Pitiakoudis Michail, Zezos Petros, Courcoutsakis Nikos, Papanas Nikolaos, Giatromanolaki Alexandra, Sivridis Efthimios, Kouklakis Georgios, Simopoulos Constantinos
2nd Department of Surgery, Democritus University of Thrace, University General Hospital of Alexanroupolis, Dragana Alexandroupolis, Greece.
Surg Laparosc Endosc Percutan Tech. 2010 Oct;20(5):e160-3. doi: 10.1097/SLE.0b013e3181f334ca.
A 51-year-old female patient presented with iron deficiency anemia. Upper and lower gastrointestinal endoscopy were unremarkable. Computed tomography enteroclysis showed an ovoid 3×4-cm jejunal tumor with intraluminal protrusion and exophytic growth pattern, without lymphadenopathy or metastatic disease. Laparoscopic resection of the tumor was successfully carried out. Histologically, a mesenchymal tumor composed of spindle cells with an interlacing bundle pattern and high-mitotic activity greater than 10 mitoses/50 high-power fields were observed. The immunohistochemistry showed that the tumor was KIT (CD117)-, vimentin-, smooth muscle actin-, and S-100-positive, whereas it was CD34-negative. These findings were consistent with the features of a gastrointestinal stromal tumor. The patient had an uneventful postoperative course, and after 10 months of follow-up, she is well without any evidence of tumor recurrence.

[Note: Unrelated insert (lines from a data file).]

//! Caching proxy for video sources.
//!
//! # Responsibility
//! - Serve repeated `list_videos` / `get_video_info` requests from memory.
//! - Stay indistinguishable from the wrapped source for callers.
//!
//! # Invariants
//! - Failures from the wrapped source are returned unchanged, never stored,
//!   never retried.
//! - Identical requests racing on a cold key may both delegate; the first
//!   result stored wins and every later caller observes that value.
//! - The internal lock is never held while delegating.
//! - A fill that started before an `invalidate*` or `clear` call is returned
//!   to its caller but not stored, so invalidation is never undone by a
//!   request already in flight.

use crate::cache::memo::{CacheConfig, CacheConfigError, CacheStats, MemoCache};
use crate::model::video::{Video, VideoId};
use crate::repo::video_repo::{SourceResult, VideoSource};
use log::{debug, warn};
use std::sync::{Mutex, MutexGuard, PoisonError};

struct CacheState {
    list: Option<Vec<Video>>,
    by_id: MemoCache<VideoId, Option<Video>>,
    stats: CacheStats,
    /// Bumped by every invalidation; fills remember the value they started at.
    epoch: u64,
}

/// Memoizing wrapper implementing the same contract as its source.
pub struct CachingVideoSource<S> {
    inner: S,
    config: CacheConfig,
    state: Mutex<CacheState>,
}

impl<S: VideoSource> CachingVideoSource<S> {
    /// Wraps `inner` with an unbounded cache.
    pub fn new(inner: S) -> Self {
        Self::build(inner, CacheConfig::default(), MemoCache::unbounded())
    }

    /// Wraps `inner` with an explicit retention policy.
    ///
    /// # Errors
    /// - Returns `ZeroCapacity` when `max_entries == Some(0)`.
    pub fn with_config(inner: S, config: CacheConfig) -> Result<Self, CacheConfigError> {
        let by_id = MemoCache::new(config.max_entries)?;
        Ok(Self::build(inner, config, by_id))
    }

    fn build(inner: S, config: CacheConfig, by_id: MemoCache<VideoId, Option<Video>>) -> Self {
        Self {
            inner,
            config,
            state: Mutex::new(CacheState {
                list: None,
                by_id,
                stats: CacheStats::default(),
                epoch: 0,
            }),
        }
    }

    pub fn config(&self) -> CacheConfig {
        self.config
    }

    pub fn inner(&self) -> &S {
        &self.inner
    }

    pub fn into_inner(self) -> S {
        self.inner
    }

    pub fn stats(&self) -> CacheStats {
        self.lock_state().stats
    }

    /// Number of memoized per-id answers (the list slot is not counted).
    pub fn cached_len(&self) -> usize {
        self.lock_state().by_id.len()
    }

    /// Drops the memoized answer for `id`; returns whether one existed.
    pub fn invalidate(&self, id: &VideoId) -> bool {
        let removed = {
            let mut state = self.lock_state();
            state.epoch += 1;
            state.by_id.remove(id)
        };
        debug!("event=cache_invalidate module=cache scope=id key={id} removed={removed}");
        removed
    }

    /// Drops the memoized list; returns whether one existed.
    pub fn invalidate_list(&self) -> bool {
        let removed = {
            let mut state = self.lock_state();
            state.epoch += 1;
            state.list.take().is_some()
        };
        debug!("event=cache_invalidate module=cache scope=list removed={removed}");
        removed
    }

    /// Drops every memoized answer. Counters are kept.
    pub fn clear(&self) {
        let mut state = self.lock_state();
        state.epoch += 1;
        state.list = None;
        state.by_id.clear();
        debug!("event=cache_invalidate module=cache scope=all");
    }

    fn lock_state(&self) -> MutexGuard<'_, CacheState> {
        // Every mutation is a single map operation; a poisoned state is intact.
        self.state.lock().unwrap_or_else(PoisonError::into_inner)
    }
}

impl<S: VideoSource> VideoSource for CachingVideoSource<S> {
    fn list_videos(&self) -> SourceResult<Vec<Video>> {
        let started_epoch = {
            let mut state = self.lock_state();
            if let Some(list) = state.list.clone() {
                state.stats.hits += 1;
                debug!("event=cache_lookup module=cache scope=list status=hit");
                return Ok(list);
            }
            state.stats.misses += 1;
            state.stats.source_calls += 1;
            state.epoch
        };
        debug!("event=cache_lookup module=cache scope=list status=miss");

        let fetched = self.inner.list_videos().inspect_err(|err| {
            warn!("event=cache_fill module=cache scope=list status=error error={err}");
        })?;

        let mut state = self.lock_state();
        if state.epoch != started_epoch {
            debug!("event=cache_fill module=cache scope=list status=dropped reason=invalidated");
            return Ok(fetched);
        }
        Ok(state.list.get_or_insert(fetched).clone())
    }

    fn get_video_info(&self, id: &VideoId) -> SourceResult<Option<Video>> {
        let started_epoch = {
            let mut state = self.lock_state();
            if let Some(cached) = state.by_id.get(id) {
                state.stats.hits += 1;
                debug!("event=cache_lookup module=cache scope=id key={id} status=hit");
                return Ok(cached);
            }
            state.stats.misses += 1;
            state.stats.source_calls += 1;
            state.epoch
        };
        debug!("event=cache_lookup module=cache scope=id key={id} status=miss");

        let fetched = self.inner.get_video_info(id).inspect_err(|err| {
            warn!("event=cache_fill module=cache scope=id key={id} status=error error={err}");
        })?;

        if fetched.is_none() && !self.config.cache_missing {
            return Ok(None);
        }

        let mut state = self.lock_state();
        if state.epoch != started_epoch {
            debug!("event=cache_fill module=cache scope=id key={id} status=dropped reason=invalidated");
            return Ok(fetched);
        }
        let outcome = state.by_id.insert_if_absent(id.clone(), fetched);
        if let Some(evicted) = outcome.evicted {
            state.stats.evictions += 1;
            debug!("event=cache_evict module=cache scope=id key={evicted} reason=capacity");
        }
        Ok(outcome.canonical)
    }
}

一名51岁女性患者表现为缺铁性贫血。上、下消化道内镜检查未见异常。计算机断层扫描小肠造影显示空肠有一个3×4厘米的椭圆形肿瘤,呈腔内突出和外生性生长模式,无淋巴结肿大或转移病灶。成功进行了腹腔镜肿瘤切除术。组织学上,观察到一个由梭形细胞组成的间叶性肿瘤,呈交错束状模式,有丝分裂活性高,大于10个有丝分裂/50个高倍视野。免疫组化显示肿瘤KIT(CD117)、波形蛋白、平滑肌肌动蛋白和S-100呈阳性,而CD34呈阴性。这些发现与胃肠道间质瘤的特征相符。患者术后病程平稳,随访10个月后,情况良好,无肿瘤复发迹象。